Figure 6: The Stanford AI Lab depicts how an image can be intercepted and processed by a computer as a matrix of pixels. This is a grayscale image and so its pixels are numbered 0 to 255 with 0 being black and 255 being white, and it’s evident how nodes are typically spread out adjacent to other nodes that have similar values (Stanford Artificial Intelligence Lab 2).

4. Political Elections

While Benford’s Law cannot be used as evidence for voter fraud, discrepancies from the Benford distribution can call for further investigation into voter turnout and election results. It’s important to note that deviations themselves cannot be directly interpreted as fraud because the assumptions of the Law must hold. In several elections, two of the aforementioned assumptions are commonly violated — the votes must be in large magnitudes and cover a wide range of numbers and all the numbers should be equally likely to appear. Therefore, deviations from the expected distribution are not entirely uncommon as oftentimes voter turnout is counted in groups of allocated amounts and different counties, regions, and states have different numbers of registered voters.

Figure 7: Distributions of votes such as these are not at all evidence of election fraud. A lot of right-winged media channels during the 2020 elections were claiming that Biden had somehow manipulated voter turnout, when multiple researchers and academic professionals have stated that election fraud cannot be determined based on such distributions unless all assumptions of the statistical phenomenon are met (Bak Coleman et al. 3).

Nonetheless, in contexts where all the conditions of Benford’s Law hold, it can be used as evidence of fraud. This happened in the presidential elections of Iran in 2009 where the second digit in votes for the winner, Mahmoud Ahmadinejad, deviated slightly from the intended outcome. It was determined that electoral fraud had occurred after third-party analysis found that several ballots corresponding to certain candidates were neglected more than what was statistically feasible. Also, hypothesis testing conducted by Columbia University found that the deviation in latter digits combined with the neglect of particular votes was statistically insignificant. The probability of a fair election happening with such outcomes was concluded to be less than 4.20%.

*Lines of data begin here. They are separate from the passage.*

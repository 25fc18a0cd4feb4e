use std::sync::Arc;
use std::thread;

use impact_api::schemas::{CompilationInput, ExperimentExecuteRequest};
use impact_api::{Client, ClientError, Url};
use serde_json::Value;

use crate::config::ImpactClientConfig;
use crate::entities::{
    Case, CaseResult, CustomArtifact, Experiment, Export, ExternalResult, Model, ModelExecutable,
    Project, ProjectContent, Workspace,
};
use crate::error::{ImpactClientError, OperationError};
use crate::operations::{
    CachedModelExecutableOperation, CaseOperation, CaseResultImportOperation, Compilation,
    ContentImportOperation, CustomArtifactImportOperation, EntityFactory, ExperimentOperation,
    ExternalResultImportOperation, FmuImportOperation, ModelExecutableOperation,
    OperationService, OrphanCleanupOperation, ProjectImportOperation,
    WorkspaceConversionOperation, WorkspaceExportOperation, WorkspaceImportOperation,
};

fn factory<A: 'static, E: From<A> + 'static>() -> EntityFactory<A, E> {
    Arc::new(E::from)
}

/// The ImpactClient is the entry point to an Impact server. It holds the
/// logged in session and hands out operations tracking server side jobs.
#[derive(Debug, Clone)]
pub struct ImpactClient {
    config: ImpactClientConfig,
    api: Arc<Client>,
}

impl ImpactClient {
    /// Create a new ImpactClient with the given configuration.
    ///
    /// Logging in is retried `num_retries` times, except when the server
    /// rejects the credentials.
    pub fn create(config: ImpactClientConfig) -> Result<ImpactClient, ImpactClientError> {
        let url: Url = config
            .endpoint
            .parse()
            .map_err(|_| ImpactClientError::InvalidEndpoint(config.endpoint.clone()))?;

        for i in 0..=config.num_retries {
            let res = match &config.credentials {
                Some(creds) => Client::new(url.clone(), creds),
                None => Client::new_anonymous(url.clone()),
            };

            match res {
                Ok(api) => {
                    log::debug!("Logged in to {}", config.endpoint);
                    return Ok(ImpactClient {
                        config,
                        api: Arc::new(api),
                    });
                }
                Err(e) if e.is_login_error() => {
                    return Err(ImpactClientError::InvalidCredentials(e.to_string()));
                }
                Err(e) => {
                    if i == config.num_retries {
                        return Err(ImpactClientError::ServerConnectionError(e.to_string()));
                    }
                    log::warn!(
                        "Failed to connect to the server: {e}. Retrying in {} seconds...",
                        config.retry_interval
                    );
                    thread::sleep(config.retry_interval());
                }
            }
        }

        Err(ImpactClientError::ServerConnectionError(
            "Server timeout".to_string(),
        ))
    }

    pub fn config(&self) -> &ImpactClientConfig {
        &self.config
    }

    /// The underlying transport.
    pub fn api(&self) -> &Client {
        &self.api
    }

    fn service(&self) -> Arc<dyn OperationService> {
        self.api.clone()
    }

    /// Compile a model, reusing an executable the server has cached for the
    /// same input unless `force_compilation` is set.
    pub fn compile(
        &self,
        workspace_id: &str,
        input: CompilationInput,
        force_compilation: bool,
    ) -> Result<Compilation<ModelExecutable>, OperationError> {
        Compilation::start(
            self.service(),
            workspace_id,
            input,
            force_compilation,
            factory(),
        )
    }

    /// Start executing every case of an experiment and track the execution.
    pub fn execute(
        &self,
        workspace_id: &str,
        exp_id: &str,
    ) -> Result<ExperimentOperation<Experiment>, ClientError> {
        self.api
            .experiment_execute(workspace_id, exp_id, &ExperimentExecuteRequest::default())?;
        Ok(self.experiment_operation(workspace_id, exp_id))
    }

    /// Start executing a single case and track it.
    pub fn execute_case(
        &self,
        workspace_id: &str,
        exp_id: &str,
        case_id: &str,
    ) -> Result<CaseOperation<Case>, ClientError> {
        self.api.experiment_execute(
            workspace_id,
            exp_id,
            &ExperimentExecuteRequest::with_cases(vec![case_id.to_string()]),
        )?;
        Ok(self.case_operation(workspace_id, exp_id, case_id))
    }

    pub fn model_executable_operation(
        &self,
        workspace_id: &str,
        fmu_id: &str,
    ) -> ModelExecutableOperation<ModelExecutable> {
        ModelExecutableOperation::new(workspace_id, fmu_id, self.service(), factory())
    }

    /// An already completed compilation of a cached executable.
    pub fn cached_model_executable_operation(
        &self,
        workspace_id: &str,
        fmu_id: &str,
        info: Option<Value>,
        modifiers: Option<Value>,
    ) -> CachedModelExecutableOperation<ModelExecutable> {
        CachedModelExecutableOperation::new(workspace_id, fmu_id, info, modifiers, factory())
    }

    pub fn experiment_operation(
        &self,
        workspace_id: &str,
        exp_id: &str,
    ) -> ExperimentOperation<Experiment> {
        ExperimentOperation::new(workspace_id, exp_id, self.service(), factory())
    }

    pub fn case_operation(
        &self,
        workspace_id: &str,
        exp_id: &str,
        case_id: &str,
    ) -> CaseOperation<Case> {
        CaseOperation::new(workspace_id, exp_id, case_id, self.service(), factory())
    }

    pub fn fmu_import_operation(
        &self,
        location: &str,
        workspace_id: &str,
        project_id: &str,
    ) -> FmuImportOperation<Model> {
        FmuImportOperation::new(location, workspace_id, project_id, self.service(), factory())
    }

    pub fn project_import_operation(&self, location: &str) -> ProjectImportOperation<Project> {
        ProjectImportOperation::new(location, self.service(), factory())
    }

    pub fn content_import_operation(
        &self,
        location: &str,
    ) -> ContentImportOperation<ProjectContent> {
        ContentImportOperation::new(location, self.service(), factory())
    }

    pub fn external_result_import_operation(
        &self,
        location: &str,
    ) -> ExternalResultImportOperation<ExternalResult> {
        ExternalResultImportOperation::new(location, self.service(), factory())
    }

    pub fn case_result_import_operation(
        &self,
        location: &str,
        workspace_id: &str,
        exp_id: &str,
        case_id: &str,
    ) -> CaseResultImportOperation<CaseResult> {
        CaseResultImportOperation::new(
            location,
            workspace_id,
            exp_id,
            case_id,
            self.service(),
            factory(),
        )
    }

    pub fn custom_artifact_import_operation(
        &self,
        location: &str,
        workspace_id: &str,
        exp_id: &str,
        case_id: &str,
    ) -> CustomArtifactImportOperation<CustomArtifact> {
        CustomArtifactImportOperation::new(
            location,
            workspace_id,
            exp_id,
            case_id,
            self.service(),
            factory(),
        )
    }

    pub fn workspace_import_operation(
        &self,
        location: &str,
    ) -> WorkspaceImportOperation<Workspace> {
        WorkspaceImportOperation::new(location, self.service(), factory())
    }

    pub fn workspace_export_operation(&self, location: &str) -> WorkspaceExportOperation<Export> {
        WorkspaceExportOperation::new(location, self.service(), factory())
    }

    pub fn workspace_conversion_operation(
        &self,
        location: &str,
    ) -> WorkspaceConversionOperation<Workspace> {
        WorkspaceConversionOperation::new(location, self.service(), factory())
    }

    pub fn orphan_cleanup_operation(&self, location: &str) -> OrphanCleanupOperation {
        OrphanCleanupOperation::new(location, self.service())
    }
}

#[cfg(test)]
mod tests {
    use super::*;

    #[test]
    fn invalid_endpoint_is_rejected_before_connecting() {
        let config = ImpactClientConfig::anonymous()
            .with_endpoint("not a url")
            .with_num_retries(0)
            .build();

        let err = ImpactClient::create(config).unwrap_err();
        assert!(matches!(err, ImpactClientError::InvalidEndpoint(e) if e == "not a url"));
    }

    #[test]
    fn unreachable_server_fails_after_retries() {
        let config = ImpactClientConfig::anonymous()
            .with_endpoint("http://127.0.0.1:1/")
            .with_num_retries(0)
            .with_retry_interval(0)
            .build();

        let err = ImpactClient::create(config).unwrap_err();
        assert!(matches!(err, ImpactClientError::ServerConnectionError(_)));
    }
}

Significance of Benford’s Law

The explosive growth of Big Data has led to both the proliferation of fraudulent information and authentic truth. As such, it’s imperative that naturally-occurring mathematical and scientific laws are constantly compared to reported data to ensure its legitimacy and veracity. In this article, we discussed Benford’s law, a particular statistical phenomenon that claims that the distribution of numerical digits follows a decreasing logarithmic pattern as you go up from the first numeral to the ninth. We saw several various applications of the law: how it was utilized in corporate business sectors to detect profit manipulation on financial statements, how it was used to verify COVID-19 datasets on a nationwide and global scale, how it is helpful in image processing procedures, and how it can detect election fraud if all the conditions of the law are met. By comparing the distribution of leading digits in a dataset to the expected distribution under Benford’s Law, analysts in all fields can detect anomalies and determine if further investigations are warranted. In a world where data is constantly being generated and used to reach important conclusions, Benford’s Law has proven itself to be an integral and transoformative tool for assessing the integrity and accuracy of quantitative data.